After watching Mom die, daughter takes radical steps to keep cancer at bay
Published 12:26 pm Monday, March 29, 2010
Two perfectly healthy sisters underwent complete hysterectomies for preventative maintenance.
One also had her breasts removed.
Both discovered they carried a gene from their mother, who died of cancer. That gene indicated a propensity for developing cancer.
Renee Ummel, 47, a teacher at Voyager Middle School in Mukilteo, helped care for her mother through more than eight years of treatments for ovarian cancer.
I wrote about her mother, Lisa Thacker of Mill Creek, on June 5, 2007, in a column headlined “Joy of dancing helps woman battle cancer.”
Thacker loved to spend afternoons dancing at the Everett and Lynnwood Eagles, Northshore Senior Center in Bothell and Normanna Hall in Everett.
She died one year ago.
A year and a half before her death, she was genetically tested to see if her cancer was hereditary.
“She tested positive, which gave each of us a 50-50 chance of also carrying the mutated gene,” Ummel said. “Out of three daughters, two of us tested positive for the mutation and one was negative.”
Ummel was with her sister, who tested negative, when she received the grim prognosis. After Ummel was told she was positive, she said she wrapped her head around the situation.
Being positive meant the two sisters were “high risk” for both hereditary ovarian and breast cancer. Ummel said if a person carries the gene, called the BRCA 2, a female has an 87 percent chance, by the age of 70, of getting breast cancer. The risk of getting ovarian cancer is 44 percent by the age of 70.
Those statistics were confirmed by Dr. Oliver Batson with The Everett Clinic, which is part of Providence Regional Cancer Partnership.
The sisters, including Denise Furrer, 52, of Arlington, had several choices: Do nothing. Be tested every three months. Do chemotherapy prevention (Tamoxifen) for five years. Remove breasts and-or ovaries.
The more radical decision you make, the more you reduce your risk of cancer, Ummel said.
“I couldn’t wait for the other foot to drop,” she said. “I found it empowering that I could be proactive.”
Her breasts have been removed and reconstructed.
Furrer, 52, said the complete hysterectomy was a no-brainer as she was soon expecting menopause and was done having children.
“So taking my ‘girly parts’ was a quick decision, especially knowing that ovarian cancer is so hard to detect,” Furrer said. “I chose not to do the mastectomy and to take the Tamoxifen to lower the breast-cancer risk. Then some big news broke about Tamoxifen causing a more aggressive cancer to happen. I then said ‘no’ to chemo prevention.”
She said she doesn’t like to mess around with her body unless it’s necessary, for fear something else might come up wrong.
“To go through that much surgery for preventative maintenance and then maybe die of another type of cancer or something else,” Furrer said, “Not worth it.”
Ummel said her mother was treated at Seattle Cancer Care Alliance, where she was told about genetic testing.

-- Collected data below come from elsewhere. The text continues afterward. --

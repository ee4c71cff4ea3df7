use std::fmt::{Display, Formatter};

use thiserror::Error;

use crate::http_client::HttpError;

/// Errors surfaced by calendar construction and queries.
#[derive(Debug, Error)]
pub enum CalendarError {
    /// A query was given an argument outside the recognized domain.
    #[error("invalid argument: {message}")]
    InvalidArgument { message: String },

    /// A single rules provider could not produce rules.
    #[error("rules source '{provider}' is unavailable: {cause}")]
    SourceUnavailable {
        provider: String,
        #[source]
        cause: SourceCause,
    },

    /// Every provider in the chain failed.
    #[error("no rules provider could supply a calendar:{}", format_failures(.failures))]
    AllProvidersFailed { failures: Vec<ProviderFailure> },
}

impl CalendarError {
    pub fn invalid_argument(message: impl Into<String>) -> Self {
        Self::InvalidArgument {
            message: message.into(),
        }
    }

    pub fn source_unavailable(provider: impl Into<String>, cause: impl Into<SourceCause>) -> Self {
        Self::SourceUnavailable {
            provider: provider.into(),
            cause: cause.into(),
        }
    }

    pub const fn code(&self) -> &'static str {
        match self {
            Self::InvalidArgument { .. } => "calendar.invalid_argument",
            Self::SourceUnavailable { .. } => "calendar.source_unavailable",
            Self::AllProvidersFailed { .. } => "calendar.all_providers_failed",
        }
    }
}

/// Underlying reason a provider reported itself unavailable.
#[derive(Debug, Error)]
pub enum SourceCause {
    #[error(transparent)]
    Fetch(#[from] FetchError),

    #[error(transparent)]
    Decode(#[from] DecodeError),

    #[error("{0}")]
    Other(String),
}

impl From<String> for SourceCause {
    fn from(message: String) -> Self {
        Self::Other(message)
    }
}

impl From<&str> for SourceCause {
    fn from(message: &str) -> Self {
        Self::Other(message.to_owned())
    }
}

/// One failed attempt recorded by the provider chain.
#[derive(Debug)]
pub struct ProviderFailure {
    pub provider: String,
    pub error: CalendarError,
}

impl Display for ProviderFailure {
    fn fmt(&self, f: &mut Formatter<'_>) -> std::fmt::Result {
        write!(f, "{}: {}", self.provider, self.error)
    }
}

fn format_failures(failures: &[ProviderFailure]) -> String {
    failures
        .iter()
        .map(|failure| format!("\n  - {failure}"))
        .collect()
}

/// Failure of a whole fetch batch.
#[derive(Debug, Error, Clone, PartialEq, Eq)]
pub enum FetchError {
    /// Not a single request in the batch produced a body.
    #[error("fetch failed, no request produced a body:{}", format_request_errors(.errors))]
    FetchFailed { errors: Vec<HttpError> },
}

impl FetchError {
    pub fn errors(&self) -> &[HttpError] {
        match self {
            Self::FetchFailed { errors } => errors,
        }
    }
}

fn format_request_errors(errors: &[HttpError]) -> String {
    if errors.is_empty() {
        return String::from(" empty request batch");
    }
    errors.iter().map(|error| format!("\n  {error}")).collect()
}

/// Malformed feed document.
#[derive(Debug, Error, Clone, PartialEq, Eq)]
pub enum DecodeError {
    #[error("malformed feed document: {0}")]
    Syntax(String),

    #[error("feed document has no '{0}' attribute on its root element")]
    MissingYear(&'static str),

    #[error("feed document declares invalid year '{0}'")]
    InvalidYear(String),

    #[error("day entry has invalid date '{0}', expected MM.DD")]
    InvalidDay(String),

    #[error("day entry is missing its '{0}' attribute")]
    MissingAttribute(&'static str),
}

impl From<quick_xml::Error> for DecodeError {
    fn from(error: quick_xml::Error) -> Self {
        Self::Syntax(error.to_string())
    }
}

impl From<quick_xml::events::attributes::AttrError> for DecodeError {
    fn from(error: quick_xml::events::attributes::AttrError) -> Self {
        Self::Syntax(error.to_string())
    }
}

“If others had this information and didn’t have to ‘stumble’ across it, they could be proactive if they so choose to be tested themselves,” she said. “One must have the knowledge it exists to be able to decide.”
Ummel’s children were also tested for the gene. Males can get breast cancer, too, she said.
Her son, 21, was negative.
Her daughter, 19, carries the mutated gene.
“She is calm about it,” her mother said. “She is young. She has time. It’s a personal choice.”
Furrer has two grown sons who have not been tested.
Ummel’s brother was distressed that she was letting a surgeon cut into her when she didn’t even have cancer. Her boyfriend of more than three years supported her decisions.
Saying she’s a worrier, she said a complete hysterectomy, double mastectomy and reconstruction were nothing compared to her mother’s ordeal with cancer.
“Some might think ignorance is bliss,” Ummel said. “My mom’s life and death allowed me to defy my destiny.”
Kristi O’Harran: 425-339-3451, oharran@heraldnet.com.
Correction, March 29, 2010: The caption on the photo with this article originally misidentified the test result that led Renee Ummel to choose radical surgery.